Ani-mania

At well over $200 million in ticket grosses and counting, Shrek is the undisputed champion of this summer's box office. Brought to life using state-of-the-art computer graphics, or CG, the film and its lovable green ogre have captured moviegoers' hearts, while surprising many in the industry with their phenomenal success.

Looking at the brief history of CG animation, maybe Hollywood shouldn't have been so surprised. Shrek is the latest sensation in the computer-animated subgenre, whose big bang was Disney's Pixar-produced Toy Story. The success of the film, coupled with advances in animation technology, paved the way for other animated features like Antz, A Bug's Life, Dinosaur and the hugely successful Toy Story 2.

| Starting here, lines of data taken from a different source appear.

//! HTTP/1.1 upgrade handshake.
//!
//! The server reads the request head (up to the blank line), validates the
//! upgrade headers and answers `101 Switching Protocols` with the accept token.
//! Any bytes that arrived after the head belong to the WebSocket stream and are
//! handed to the frame decoder by the caller.

use base64::Engine;
use sha1::{Digest, Sha1};
use url::Url;

/// GUID appended to the client key before hashing.
pub const WEBSOCKET_GUID: &str = "258EAFA5-E914-47DA-95CA-C5AB0DC85B11";

const HEAD_TERMINATOR: &[u8] = b"\r\n\r\n";

/// Compute `Sec-WebSocket-Accept` for a client's `Sec-WebSocket-Key`.
pub fn compute_accept_token(sec_websocket_key: &str) -> String {
    let mut hasher = Sha1::new();
    hasher.update(sec_websocket_key.as_bytes());
    hasher.update(WEBSOCKET_GUID.as_bytes());
    base64::engine::general_purpose::STANDARD.encode(hasher.finalize())
}

/// Handshake errors.
#[derive(Debug, Clone, PartialEq, Eq)]
pub enum HandshakeError {
    /// Request line or a header line could not be parsed
    Malformed(String),
    /// Head exceeded the configured size before the blank line arrived
    HeadTooLarge(usize),
    /// `Upgrade: websocket` missing or different
    NotWebSocket,
    /// `Sec-WebSocket-Key` missing or empty
    MissingKey,
}

impl HandshakeError {
    /// HTTP status line used to refuse the request.
    pub fn status(&self) -> (u16, &'static str) {
        match self {
            HandshakeError::HeadTooLarge(_) => (431, "Request Header Fields Too Large"),
            _ => (400, "Bad Request"),
        }
    }
}

impl std::fmt::Display for HandshakeError {
    fn fmt(&self, f: &mut std::fmt::Formatter<'_>) -> std::fmt::Result {
        match self {
            HandshakeError::Malformed(e) => write!(f, "Malformed request head: {e}"),
            HandshakeError::HeadTooLarge(n) => write!(f, "Request head exceeds {n} bytes"),
            HandshakeError::NotWebSocket => write!(f, "Upgrade header is not websocket"),
            HandshakeError::MissingKey => write!(f, "Missing Sec-WebSocket-Key header"),
        }
    }
}

impl std::error::Error for HandshakeError {}

/// Offset just past the `\r\n\r\n` that ends a request head.
pub fn find_head_end(buf: &[u8]) -> Option<usize> {
    buf.windows(HEAD_TERMINATOR.len())
        .position(|w| w == HEAD_TERMINATOR)
        .map(|pos| pos + HEAD_TERMINATOR.len())
}

/// Parsed request line and headers.
#[derive(Debug, Clone)]
pub struct RequestHead {
    pub method: String,
    pub target: String,
    headers: Vec<(String, String)>,
}

impl RequestHead {
    /// Parse a request head (request line + header lines, terminator optional).
    pub fn parse(raw: &[u8]) -> Result<Self, HandshakeError> {
        let text = std::str::from_utf8(raw)
            .map_err(|_| HandshakeError::Malformed("head is not UTF-8".into()))?;
        let mut lines = text.split("\r\n");

        let request_line = lines
            .next()
            .filter(|l| !l.is_empty())
            .ok_or_else(|| HandshakeError::Malformed("empty request line".into()))?;
        let mut parts = request_line.split_whitespace();
        let (Some(method), Some(target), Some(version)) = (parts.next(), parts.next(), parts.next())
        else {
            return Err(HandshakeError::Malformed(format!("bad request line: {request_line}")));
        };
        if !version.starts_with("HTTP/") {
            return Err(HandshakeError::Malformed(format!("bad HTTP version: {version}")));
        }

        let mut headers = Vec::new();
        for line in lines {
            if line.is_empty() {
                break;
            }
            let (name, value) = line
                .split_once(':')
                .ok_or_else(|| HandshakeError::Malformed(format!("bad header line: {line}")))?;
            headers.push((name.trim().to_ascii_lowercase(), value.trim().to_string()));
        }

        Ok(Self {
            method: method.to_string(),
            target: target.to_string(),
            headers,
        })
    }

    /// First value of a header, matched case-insensitively.
    pub fn header(&self, name: &str) -> Option<&str> {
        let name = name.to_ascii_lowercase();
        self.headers
            .iter()
            .find(|(n, _)| *n == name)
            .map(|(_, v)| v.as_str())
    }

    /// Whether the client asked for a protocol upgrade at all.
    pub fn wants_upgrade(&self) -> bool {
        self.header("upgrade").is_some()
    }

    /// Declared body length (0 when absent or unparsable).
    pub fn content_length(&self) -> usize {
        self.header("content-length")
            .and_then(|v| v.parse().ok())
            .unwrap_or(0)
    }

    /// Request target resolved against a dummy origin.
    pub fn url(&self) -> Result<Url, HandshakeError> {
        let base = Url::parse("http://localhost/")
            .map_err(|e| HandshakeError::Malformed(e.to_string()))?;
        base.join(&self.target)
            .map_err(|e| HandshakeError::Malformed(format!("bad target {}: {e}", self.target)))
    }

    /// Validate the upgrade headers and return the accept token.
    pub fn accept_websocket(&self) -> Result<String, HandshakeError> {
        let is_websocket = self
            .header("upgrade")
            .map(|v| v.split(',').any(|p| p.trim().eq_ignore_ascii_case("websocket")))
            .unwrap_or(false);
        if !is_websocket {
            return Err(HandshakeError::NotWebSocket);
        }

        let key = self
            .header("sec-websocket-key")
            .filter(|k| !k.is_empty())
            .ok_or(HandshakeError::MissingKey)?;
        Ok(compute_accept_token(key))
    }
}

/// `101 Switching Protocols` response for an accepted upgrade.
pub fn switching_protocols_response(accept_token: &str) -> String {
    format!(
        "HTTP/1.1 101 Switching Protocols\r\n\
         Upgrade: websocket\r\n\
         Connection: Upgrade\r\n\
         Sec-WebSocket-Accept: {accept_token}\r\n\r\n"
    )
}

/// Bodyless status response that closes the connection.
pub fn status_response(code: u16, reason: &str) -> String {
    format!("HTTP/1.1 {code} {reason}\r\nConnection: close\r\nContent-Length: 0\r\n\r\n")
}

/// JSON response that closes the connection.
pub fn json_response(code: u16, reason: &str, body: &str) -> String {
    format!(
        "HTTP/1.1 {code} {reason}\r\n\
         Content-Type: application/json\r\n\
         Content-Length: {}\r\n\
         Connection: close\r\n\r\n{body}",
        body.len()
    )
}

/// Normalise a path for suffix matching: trailing slashes removed.
pub fn path_matches(path: &str, suffix: &str) -> bool {
    let path = path.trim_end_matches('/');
    let suffix = suffix.trim_end_matches('/');
    !suffix.is_empty() && path.ends_with(suffix)
}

Creating lifelike digital characters is the next frontier. Later this month, Square Pictures, the producers of Final Fantasy: The Spirits Within, is hoping to wow older audiences by taking CG technology to the next level. Four years in the making, the sci-fi saga is inspired by the best-selling video game series. The film aspires to be the first computer-generated movie whose animated actors look and move like real people.

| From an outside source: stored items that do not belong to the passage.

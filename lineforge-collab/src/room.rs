//! Per-room collaboration state machine.
//!
//! A [`Room`] owns the shared document, its revision counter, the lock table
//! and the member list. Every operation is synchronous and returns an
//! [`Outbox`] describing who receives what; the caller (the room task in
//! [`crate::collab`]) performs the actual sends. Keeping I/O out of this
//! module makes every protocol rule testable without sockets.
//!
//! ```text
//! join ──► welcome (joiner) + peer-joined (others)
//! state ─► baseRevision == revision ? state-ack + state : state-rejected
//! lock ──► free or owned ? lock-granted + lock-updated : lock-denied
//! leave ─► lock-updated(released) × k + peer-left
//! ```

use std::collections::BTreeMap;

use serde_json::{Map, Value};

use crate::connection::ConnectionId;
use crate::protocol::{
    now_millis, sanitize_presence, ClientMessage, CursorPosition, EntityType, LockAction,
    LockInfo, PeerInfo, ServerMessage, LOCK_DENIED_ALREADY_LOCKED,
};

/// Colors handed out round-robin to joining members.
pub const PALETTE: [&str; 8] = [
    "#ff4d4f", "#40a9ff", "#73d13d", "#9254de", "#fa8c16", "#13c2c2", "#eb2f96", "#fadb14",
];

// ───────────────────────────────────────────────────────────────────
// Deliveries
// ───────────────────────────────────────────────────────────────────

/// Target of a delivery, resolved against the room's member list.
#[derive(Debug, Clone, Copy, PartialEq, Eq)]
pub enum Recipient {
    One(ConnectionId),
    AllExcept(ConnectionId),
    All,
}

#[derive(Debug, Clone)]
pub struct Delivery {
    pub to: Recipient,
    pub message: ServerMessage,
}

impl Delivery {
    fn one(id: ConnectionId, message: ServerMessage) -> Self {
        Self { to: Recipient::One(id), message }
    }

    fn others(id: ConnectionId, message: ServerMessage) -> Self {
        Self { to: Recipient::AllExcept(id), message }
    }

    fn all(message: ServerMessage) -> Self {
        Self { to: Recipient::All, message }
    }
}

/// Messages produced by one room operation, in send order.
pub type Outbox = Vec<Delivery>;

// ───────────────────────────────────────────────────────────────────
// Room
// ───────────────────────────────────────────────────────────────────

#[derive(Debug, Clone)]
pub struct Member {
    pub id: ConnectionId,
    pub color: String,
    pub crew_member_id: Option<String>,
}

impl Member {
    fn peer_info(&self) -> PeerInfo {
        PeerInfo {
            client_id: self.id,
            color: self.color.clone(),
            crew_member_id: self.crew_member_id.clone(),
        }
    }
}

type LockKey = (EntityType, String);

/// Shared state of one collaboration room.
#[derive(Debug)]
pub struct Room {
    key: String,
    latest_state: Value,
    revision: u64,
    locks: BTreeMap<LockKey, LockInfo>,
    /// Join order
    members: Vec<Member>,
    next_color: usize,
}

impl Room {
    pub fn new(key: impl Into<String>) -> Self {
        Self {
            key: key.into(),
            latest_state: Value::Null,
            revision: 0,
            locks: BTreeMap::new(),
            members: Vec::new(),
            next_color: 0,
        }
    }

    pub fn key(&self) -> &str {
        &self.key
    }

    pub fn revision(&self) -> u64 {
        self.revision
    }

    pub fn latest_state(&self) -> &Value {
        &self.latest_state
    }

    pub fn is_empty(&self) -> bool {
        self.members.is_empty()
    }

    pub fn len(&self) -> usize {
        self.members.len()
    }

    pub fn members(&self) -> &[Member] {
        &self.members
    }

    pub fn member(&self, id: &ConnectionId) -> Option<&Member> {
        self.members.iter().find(|m| m.id == *id)
    }

    /// Active locks ordered by `(entityType, entityId)`.
    pub fn locks(&self) -> Vec<LockInfo> {
        self.locks.values().cloned().collect()
    }

    pub fn lock_owner(&self, entity_type: EntityType, entity_id: &str) -> Option<ConnectionId> {
        self.locks
            .get(&(entity_type, entity_id.to_string()))
            .map(|lock| lock.owner_id)
    }

    fn next_color(&mut self) -> String {
        let color = PALETTE[self.next_color % PALETTE.len()];
        self.next_color = self.next_color.wrapping_add(1);
        color.to_string()
    }

    /// Add a member. The welcome is always the first delivery.
    pub fn join(&mut self, id: ConnectionId, crew_member_id: Option<String>) -> Outbox {
        if self.member(&id).is_some() {
            log::warn!("Connection {id} joined room {} twice", self.key);
            return Vec::new();
        }

        let color = self.next_color();
        let peers = self.members.iter().map(Member::peer_info).collect();
        let member = Member {
            id,
            color: color.clone(),
            crew_member_id: crew_member_id.clone(),
        };
        self.members.push(member);

        vec![
            Delivery::one(
                id,
                ServerMessage::Welcome {
                    client_id: id,
                    color: color.clone(),
                    crew_member_id: crew_member_id.clone(),
                    peers,
                    state: self.latest_state.clone(),
                    revision: self.revision,
                    locks: self.locks(),
                },
            ),
            Delivery::others(
                id,
                ServerMessage::PeerJoined {
                    client_id: id,
                    color,
                    crew_member_id,
                },
            ),
        ]
    }

    /// Remove a member, releasing its locks before announcing the departure.
    pub fn leave(&mut self, id: &ConnectionId) -> Outbox {
        let Some(pos) = self.members.iter().position(|m| m.id == *id) else {
            return Vec::new();
        };
        self.members.remove(pos);

        let owned: Vec<LockKey> = self
            .locks
            .iter()
            .filter(|(_, lock)| lock.owner_id == *id)
            .map(|(key, _)| key.clone())
            .collect();

        let mut outbox = Vec::with_capacity(owned.len() + 1);
        for key in owned {
            if let Some(lock) = self.locks.remove(&key) {
                outbox.push(Delivery::all(ServerMessage::LockUpdated {
                    action: LockAction::Released,
                    lock,
                }));
            }
        }
        outbox.push(Delivery::all(ServerMessage::PeerLeft { client_id: *id }));
        outbox
    }

    /// Dispatch a parsed client message from a member.
    pub fn handle(&mut self, from: ConnectionId, msg: ClientMessage) -> Outbox {
        if self.member(&from).is_none() {
            log::debug!("Ignoring message from non-member {from} in room {}", self.key);
            return Vec::new();
        }
        match msg {
            ClientMessage::Cursor { cursor } => self.cursor(from, &cursor),
            ClientMessage::State {
                request_id,
                base_revision,
                state,
            } => self.apply_state(from, request_id, base_revision, state),
            ClientMessage::LockRequest {
                request_id,
                entity_type,
                entity_id,
            } => self.request_lock(from, request_id, entity_type, entity_id),
            ClientMessage::LockRelease {
                entity_type,
                entity_id,
            } => self.release_lock(from, entity_type, &entity_id),
            ClientMessage::ArPresence { presence } => self.presence(from, &presence),
        }
    }

    fn color_of(&self, id: &ConnectionId) -> String {
        self.member(id).map(|m| m.color.clone()).unwrap_or_default()
    }

    pub fn cursor(&mut self, from: ConnectionId, cursor: &Value) -> Outbox {
        let message = ServerMessage::Cursor {
            client_id: from,
            color: self.color_of(&from),
            cursor: CursorPosition::from_value(cursor),
            at: now_millis(),
        };
        vec![Delivery::others(from, message)]
    }

    /// Optimistic-concurrency document update.
    pub fn apply_state(
        &mut self,
        from: ConnectionId,
        request_id: Option<Value>,
        base_revision: u64,
        state: Value,
    ) -> Outbox {
        if base_revision != self.revision {
            log::debug!(
                "Rejected state from {from} in room {}: base {base_revision}, current {}",
                self.key,
                self.revision
            );
            return vec![Delivery::one(
                from,
                ServerMessage::StateRejected {
                    request_id,
                    expected_revision: self.revision,
                    state: self.latest_state.clone(),
                },
            )];
        }

        self.latest_state = state;
        self.revision += 1;

        vec![
            Delivery::one(
                from,
                ServerMessage::StateAck {
                    request_id,
                    revision: self.revision,
                },
            ),
            Delivery::others(
                from,
                ServerMessage::State {
                    client_id: from,
                    state: self.latest_state.clone(),
                    revision: self.revision,
                    at: now_millis(),
                },
            ),
        ]
    }

    /// Grant when free or already owned by `from`; otherwise deny.
    pub fn request_lock(
        &mut self,
        from: ConnectionId,
        request_id: Option<Value>,
        entity_type: EntityType,
        entity_id: String,
    ) -> Outbox {
        let key = (entity_type, entity_id);
        if let Some(existing) = self.locks.get(&key) {
            if existing.owner_id != from {
                return vec![Delivery::one(
                    from,
                    ServerMessage::LockDenied {
                        request_id,
                        entity_type,
                        entity_id: key.1,
                        reason: LOCK_DENIED_ALREADY_LOCKED.to_string(),
                        owner_id: existing.owner_id,
                        owner_color: existing.owner_color.clone(),
                    },
                )];
            }
        }

        let owner_color = self.color_of(&from);
        let lock = self
            .locks
            .entry(key.clone())
            .or_insert_with(|| LockInfo {
                entity_type,
                entity_id: key.1,
                owner_id: from,
                owner_color,
                acquired_at: now_millis(),
            })
            .clone();

        vec![
            Delivery::one(
                from,
                ServerMessage::LockGranted {
                    request_id,
                    lock: lock.clone(),
                },
            ),
            Delivery::others(
                from,
                ServerMessage::LockUpdated {
                    action: LockAction::Locked,
                    lock,
                },
            ),
        ]
    }

    /// Release a lock owned by `from`. Releases by anyone else are ignored.
    pub fn release_lock(
        &mut self,
        from: ConnectionId,
        entity_type: EntityType,
        entity_id: &str,
    ) -> Outbox {
        let key = (entity_type, entity_id.to_string());
        match self.locks.get(&key) {
            Some(lock) if lock.owner_id == from => {}
            Some(lock) => {
                log::debug!(
                    "Ignoring release of {entity_id} by {from}; owned by {}",
                    lock.owner_id
                );
                return Vec::new();
            }
            None => return Vec::new(),
        }
        let Some(lock) = self.locks.remove(&key) else {
            return Vec::new();
        };
        vec![Delivery::all(ServerMessage::LockUpdated {
            action: LockAction::Released,
            lock,
        })]
    }

    pub fn presence(&mut self, from: ConnectionId, presence: &Map<String, Value>) -> Outbox {
        let message = ServerMessage::ArPresence {
            client_id: from,
            color: self.color_of(&from),
            presence: sanitize_presence(presence),
            at: now_millis(),
        };
        vec![Delivery::others(from, message)]
    }
}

While the graphics of the film are visually astonishing, the process was far from easy. To create realistic facial features and body movements, Final Fantasy animators had to pioneer live-actor motion capture and the latest in animation technology. Director Hironobu Sakaguchi hired some of the world's best software engineers and programmers and brought them to Square's Hawaii offices. His brain trust choreographed a team of actors through the movie's major scenes, capturing their gestures and body movements with specially designed suits synched to camera equipment. Animators downloaded the live-action scenes to computers, using tens of thousands of shaded polygons to render faces that look absolutely photographic.

Will this spell the end of traditional animation as we know it? Probably not. Although CG is currently the hot ticket, there are plenty of hand-drawn features in production. Nevertheless, industry leaders say that in the future, we're probably going to see a lot more convergence between traditional hand-cell-painted animation and CG. Case in point: this summer's Atlantis: The Lost Empire, which features both methods.

In the meantime, animation fans certainly have a lot to look forward to. This year, the Academy Awards will feature a new category for animated features. Later this year, Disney will release Pixar-produced Monsters Inc. and a Shrek sequel is already in preproduction. In perhaps the biggest indication CG has gone mainstream, action guru John Woo recently announced that he will direct a big-budget CG version of the Teenage Mutant Ninja Turtles that brings the quartet back to their darker comic book roots. Cowabunga, dude.